Cela n’empêche pas nos petits écoliers en pantacourts de comptabiliser et de comparer entre eux, minutieusement, le nombre de tels ou tels « bonhommes verts » qu’ils ont récoltés du fruit de leur travail, le nombre de « bonhommes rouges » du fruit du non-effort qu’on leur aura demandé, ou de l’incompréhension, le cas échéant, la sélection naturelle revenant au galop.
C’est l’OCDE qui nous somme de nous aligner sur son modèle éducatif uniformisé mondial. Dès 1997, l’OCDE met en chantier un programme de définition et de sélection des compétences dites « clés » (DeSeCo), dans le but explicite de « fournir un cadre conceptuel pour orienter le développement à long terme des évaluations et l’extension à des nouveaux domaines de compétences ».

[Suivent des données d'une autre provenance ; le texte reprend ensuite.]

//! Core: configuration and shared state

pub mod config;
pub mod state;

pub use config::Config;
pub use state::ServerState;
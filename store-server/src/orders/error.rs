//! Order manager errors

use shared::error::{AppError, ErrorCode};
use shared::models::OrderStatus;
use thiserror::Error;
use uuid::Uuid;

use crate::db::RepoError;

/// Order lifecycle errors
#[derive(Debug, Error)]
pub enum OrderError {
    #[error("Order not found: {0}")]
    OrderNotFound(Uuid),

    #[error("Product not found: {0}")]
    ProductNotFound(Uuid),

    #[error("Invalid status transition: {from} -> {to}")]
    InvalidTransition {
        from: OrderStatus,
        to: OrderStatus,
    },

    #[error("Storage error: {0}")]
    Storage(#[from] RepoError),
}

pub type OrderResult<T> = Result<T, OrderError>;

/// Translate domain errors into coded API errors at the manager boundary;
/// storage detail never leaks past here.
impl From<OrderError> for AppError {
    fn from(err: OrderError) -> Self {
        match err {
            OrderError::OrderNotFound(id) => {
                AppError::with_message(ErrorCode::OrderNotFound, format!("Order {} not found", id))
            }
            OrderError::ProductNotFound(id) => AppError::with_message(
                ErrorCode::ProductNotFound,
                format!("Product {} not found", id),
            ),
            OrderError::InvalidTransition { from, to } => {
                if from.is_terminal() {
                    AppError::with_message(
                        ErrorCode::OrderAlreadyCancelled,
                        format!("cancelled order cannot be moved to {}", to),
                    )
                } else {
                    AppError::with_message(
                        ErrorCode::OrderNotCancellable,
                        format!("order in status {} cannot be cancelled", from),
                    )
                }
            }
            OrderError::Storage(e) => match e {
                RepoError::NotFound(msg) => AppError::with_message(ErrorCode::NotFound, msg),
                RepoError::Duplicate(msg) => AppError::conflict(msg),
                RepoError::Stale(msg) => {
                    tracing::warn!(error = %msg, "concurrent order modification");
                    AppError::with_message(ErrorCode::OrderModified, msg)
                }
                RepoError::Database(msg) => {
                    tracing::error!(error = %msg, "storage error");
                    AppError::database(msg)
                }
                RepoError::Validation(msg) => AppError::invalid_request(msg),
            },
        }
    }
}
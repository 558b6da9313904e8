//! Unified error system for the storefront backend
//!
//! This module provides:
//! - [`ErrorCode`]: standardized error codes for all error types
//! - [`ErrorCategory`]: classification of errors by domain
//! - [`AppError`]: rich error type with codes, messages, and details
//! - [`ApiResponse`]: unified API response format
//!
//! # Error Code Ranges
//!
//! - 0xxx: General errors
//! - 1xxx: Authentication errors
//! - 2xxx: Permission errors
//! - 3xxx: Order errors
//! - 4xxx: Product errors
//! - 5xxx: User errors
//! - 9xxx: System errors
//!
//! # Example
//!
//! ```
//! use shared::error::{AppError, ErrorCode, ApiResponse};
//!
//! // Create a simple error
//! let err = AppError::new(ErrorCode::NotFound);
//!
//! // Create an error with custom message
//! let err = AppError::with_message(ErrorCode::OrderNotFound, "Order abc not found");
//!
//! // Convert to API response
//! let response = ApiResponse::<()>::error(&err);
//! ```

mod category;
mod codes;
mod http;
mod types;

pub use category::ErrorCategory;
pub use codes::{ErrorCode, InvalidErrorCode};
pub use types::{ApiResponse, AppError, AppResult};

Ces orientations, confirmées par les conseils européens de Stockholm (2001) et Barcelone (2002), ont débouché en novembre 2005 sur une proposition de recommandation du Parlement européen et du Conseil, présentée par la Commission, concernant « les compétences clés pour l’éducation et la formation tout au long de la vie ». Cette proposition a été adoptée le 26 septembre 2006. Le document adopté précise que « selon les études internationales, on entend par compétence une combinaison de connaissances, d’aptitudes et d’attitudes appropriées à une situation donnée. Les compétences clés sont « celles qui fondent l’épanouissement personnel, l’inclusion sociale, la citoyenneté active et l’emploi ».
Elles sont définies dans le Cadre européen des Compétences clés pour l’éducation et l’apprentissage tout au long de la vie, et sont au nombre de huit :
Communication dans la langue maternelle ; Communication dans une langue étrangère ; Culture mathématique et compétences de base en sciences et technologies ; Culture numérique ; Apprendre à apprendre ; Compétences interpersonnelles, interculturelles et compétences sociales et civiques ; Esprit d’entreprise ; Sensibilité culturelle.
Jamais il ne sera question de savoirs maîtrisés, il s’agit simplement d’une aptitude à entrer dans un monde du travail adapté à l’économie flexible.
La flexibilité étant la clef de la rentabilité, il s’agira d’être flexible dans l’objet de son emploi, dans sa géographie, dans sa rémunération, le tout ponctué de formations s’inscrivant dans l’éducation « tout au long de la vie » qui signifie que sa vie durant, il faudra s’adapter à l’économie mondiale fluctuant au gré des besoins du marché.
Notre conception de la vie, enracinée, sécurisée, à visage humain, vole en éclat au profit de l’homme nomade et corvéable à merci.
Les néopédagogistes jouant à plein les idiots-utiles du système libéral.
Le bilan de compétences est en effet à la fois inspiré par les pseudo sciences de l’éducation baignées par les Dolto et autres méthodes Montessori, et par le rapport PISA de l’OCDE dont l’objectif est l’adéquation au marché.
Il était ainsi déjà adopté par les écoles primaires car faisant partie intégrante de l’idéologie des IUFM, mais pas à partir du collège, les enseignants y étant plus spécialisés que les « professeurs des écoles « , subissaient moins le joug de la dictature des IUFM. C’est fini, ils vont peu à peu se mettre au diapason des « projets pédagogiques », travail en équipe et autres, compétences transversales.
Ou, comment le nouvel ordre éducatif mondial poursuit son emprise sans que les personnels éducatifs, voire politiques, sachent véritablement quelles sont les sources et les objectifs des évidences qui leur sont imposées.